#### [RECORDS FOR THE TASK]

====

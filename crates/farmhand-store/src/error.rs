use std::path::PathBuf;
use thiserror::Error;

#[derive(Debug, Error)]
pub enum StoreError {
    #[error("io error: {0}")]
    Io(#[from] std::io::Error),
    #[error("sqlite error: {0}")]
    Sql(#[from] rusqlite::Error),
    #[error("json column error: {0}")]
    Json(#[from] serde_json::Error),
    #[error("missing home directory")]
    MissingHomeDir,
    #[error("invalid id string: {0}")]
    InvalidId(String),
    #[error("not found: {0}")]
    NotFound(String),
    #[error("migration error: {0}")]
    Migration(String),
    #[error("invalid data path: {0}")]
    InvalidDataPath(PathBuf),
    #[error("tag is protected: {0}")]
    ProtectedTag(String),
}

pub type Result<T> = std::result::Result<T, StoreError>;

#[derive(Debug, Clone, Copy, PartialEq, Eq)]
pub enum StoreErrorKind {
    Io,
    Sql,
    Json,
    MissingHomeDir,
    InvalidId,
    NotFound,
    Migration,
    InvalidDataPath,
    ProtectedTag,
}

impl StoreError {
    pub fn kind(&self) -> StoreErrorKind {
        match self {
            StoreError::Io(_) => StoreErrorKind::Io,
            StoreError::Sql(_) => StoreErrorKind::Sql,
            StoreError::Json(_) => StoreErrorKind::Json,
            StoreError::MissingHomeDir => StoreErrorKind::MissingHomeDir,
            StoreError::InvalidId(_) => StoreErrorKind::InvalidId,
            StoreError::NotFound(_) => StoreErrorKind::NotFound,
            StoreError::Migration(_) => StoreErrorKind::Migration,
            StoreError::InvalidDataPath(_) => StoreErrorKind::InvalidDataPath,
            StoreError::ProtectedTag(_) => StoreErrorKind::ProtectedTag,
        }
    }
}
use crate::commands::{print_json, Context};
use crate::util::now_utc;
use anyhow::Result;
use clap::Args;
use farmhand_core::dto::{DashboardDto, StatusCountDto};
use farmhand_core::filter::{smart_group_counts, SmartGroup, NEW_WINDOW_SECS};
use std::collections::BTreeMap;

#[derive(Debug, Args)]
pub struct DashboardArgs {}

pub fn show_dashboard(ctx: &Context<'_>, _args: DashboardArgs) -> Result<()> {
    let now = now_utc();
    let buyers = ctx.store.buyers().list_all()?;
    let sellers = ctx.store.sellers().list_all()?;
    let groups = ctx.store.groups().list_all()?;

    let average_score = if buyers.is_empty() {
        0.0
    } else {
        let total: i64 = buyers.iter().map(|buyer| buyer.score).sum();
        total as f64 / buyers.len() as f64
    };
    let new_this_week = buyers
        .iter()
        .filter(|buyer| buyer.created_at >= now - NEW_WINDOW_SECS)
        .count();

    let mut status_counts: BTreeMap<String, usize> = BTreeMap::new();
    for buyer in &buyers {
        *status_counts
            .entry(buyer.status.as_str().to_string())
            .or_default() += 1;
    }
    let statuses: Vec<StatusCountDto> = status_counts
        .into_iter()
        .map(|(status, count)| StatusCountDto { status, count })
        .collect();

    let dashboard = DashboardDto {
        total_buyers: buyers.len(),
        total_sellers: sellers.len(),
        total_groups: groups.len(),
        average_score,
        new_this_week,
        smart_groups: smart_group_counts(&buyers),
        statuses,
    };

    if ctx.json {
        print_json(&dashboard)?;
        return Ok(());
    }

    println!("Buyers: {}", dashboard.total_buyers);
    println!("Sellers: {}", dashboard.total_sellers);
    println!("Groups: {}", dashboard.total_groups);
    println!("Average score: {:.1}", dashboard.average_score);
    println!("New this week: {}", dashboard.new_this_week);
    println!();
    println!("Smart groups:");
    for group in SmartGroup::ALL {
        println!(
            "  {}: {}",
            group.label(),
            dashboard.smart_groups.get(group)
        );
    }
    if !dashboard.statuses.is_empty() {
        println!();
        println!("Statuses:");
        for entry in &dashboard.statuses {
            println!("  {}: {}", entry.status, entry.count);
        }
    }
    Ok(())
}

====

#### [WHAT IS REQUIRED]
Return all of the material precisely as written.

#### [TASK SOLUTION]
filename crates/farmhand-store/src/error.rs
use std::path::PathBuf;
use thiserror::Error;

#[derive(Debug, Error)]
pub enum StoreError {
    #[error("io error: {0}")]
    Io(#[from] std::io::Error),
    #[error("sqlite error: {0}")]
    Sql(#[from] rusqlite::Error),
    #[error("json column error: {0}")]
    Json(#[from] serde_json::Error),
    #[error("missing home directory")]
    MissingHomeDir,
    #[error("invalid id string: {0}")]
    InvalidId(String),
    #[error("not found: {0}")]
    NotFound(String),
    #[error("migration error: {0}")]
    Migration(String),
    #[error("invalid data path: {0}")]
    InvalidDataPath(PathBuf),
    #[error("tag is protected: {0}")]
    ProtectedTag(String),
}

pub type Result<T> = std::result::Result<T, StoreError>;

#[derive(Debug, Clone, Copy, PartialEq, Eq)]
pub enum StoreErrorKind {
    Io,
    Sql,
    Json,
    MissingHomeDir,
    InvalidId,
    NotFound,
    Migration,
    InvalidDataPath,
    ProtectedTag,
}

impl StoreError {
    pub fn kind(&self) -> StoreErrorKind {
        match self {
            StoreError::Io(_) => StoreErrorKind::Io,
            StoreError::Sql(_) => StoreErrorKind::Sql,
            StoreError::Json(_) => StoreErrorKind::Json,
            StoreError::MissingHomeDir => StoreErrorKind::MissingHomeDir,
            StoreError::InvalidId(_) => StoreErrorKind::InvalidId,
            StoreError::NotFound(_) => StoreErrorKind::NotFound,
            StoreError::Migration(_) => StoreErrorKind::Migration,
            StoreError::InvalidDataPath(_) => StoreErrorKind::InvalidDataPath,
            StoreError::ProtectedTag(_) => StoreErrorKind::ProtectedTag,
        }
    }
}
use crate::commands::{print_json, Context};
use crate::util::now_utc;
use anyhow::Result;
use clap::Args;
use farmhand_core::dto::{DashboardDto, StatusCountDto};
use farmhand_core::filter::{smart_group_counts, SmartGroup, NEW_WINDOW_SECS};
use std::collections::BTreeMap;

#[derive(Debug, Args)]
pub struct DashboardArgs {}

pub fn show_dashboard(ctx: &Context<'_>, _args: DashboardArgs) -> Result<()> {
    let now = now_utc();
    let buyers = ctx.store.buyers().list_all()?;
    let sellers = ctx.store.sellers().list_all()?;
    let groups = ctx.store.groups().list_all()?;

    let average_score = if buyers.is_empty() {
        0.0
    } else {
        let total: i64 = buyers.iter().map(|buyer| buyer.score).sum();
        total as f64 / buyers.len() as f64
    };
    let new_this_week = buyers
        .iter()
        .filter(|buyer| buyer.created_at >= now - NEW_WINDOW_SECS)
        .count();

    let mut status_counts: BTreeMap<String, usize> = BTreeMap::new();
    for buyer in &buyers {
        *status_counts
            .entry(buyer.status.as_str().to_string())
            .or_default() += 1;
    }
    let statuses: Vec<StatusCountDto> = status_counts
        .into_iter()
        .map(|(status, count)| StatusCountDto { status, count })
        .collect();

    let dashboard = DashboardDto {
        total_buyers: buyers.len(),
        total_sellers: sellers.len(),
        total_groups: groups.len(),
        average_score,
        new_this_week,
        smart_groups: smart_group_counts(&buyers),
        statuses,
    };

    if ctx.json {
        print_json(&dashboard)?;
        return Ok(());
    }

    println!("Buyers: {}", dashboard.total_buyers);
    println!("Sellers: {}", dashboard.total_sellers);
    println!("Groups: {}", dashboard.total_groups);
    println!("Average score: {:.1}", dashboard.average_score);
    println!("New this week: {}", dashboard.new_this_week);
    println!();
    println!("Smart groups:");
    for group in SmartGroup::ALL {
        println!(
            "  {}: {}",
            group.label(),
            dashboard.smart_groups.get(group)
        );
    }
    if !dashboard.statuses.is_empty() {
        println!();
        println!("Statuses:");
        for entry in &dashboard.statuses {
            println!("  {}: {}", entry.status, entry.count);
        }
    }
    Ok(())
}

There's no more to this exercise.